• [PROBLEM DETAILS]:
In the data, extract each line that holds the string "self".

• [TASK INPUT]:

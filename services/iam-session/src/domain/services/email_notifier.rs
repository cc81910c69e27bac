//! 邮件通知接口

use async_trait::async_trait;
use emporia_common::AccountId;
use emporia_errors::AppResult;

/// 邮件通知
///
/// 密码重置令牌由实现方签发、存储并核销，核心层只拿回账户 ID。
#[async_trait]
pub trait EmailNotifier: Send + Sync {
    /// 注册后的验证邮件
    async fn send_verification_email(&self, account_id: &AccountId, email: &str)
    -> AppResult<()>;

    /// 密码重置邮件（实现方生成并存储一次性令牌）
    async fn send_password_reset_email(
        &self,
        account_id: &AccountId,
        email: &str,
    ) -> AppResult<()>;

    /// 核销密码重置令牌，返回其账户 ID。
    /// 未知、过期或已用过的令牌返回 Validation 错误。
    async fn verify_password_reset_token(&self, token: &str) -> AppResult<AccountId>;
}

• [PROBLEM SOLUTION]:
    async fn send_verification_email(&self, account_id: &AccountId, email: &str)
        &self,
    async fn verify_password_reset_token(&self, token: &str) -> AppResult<AccountId>;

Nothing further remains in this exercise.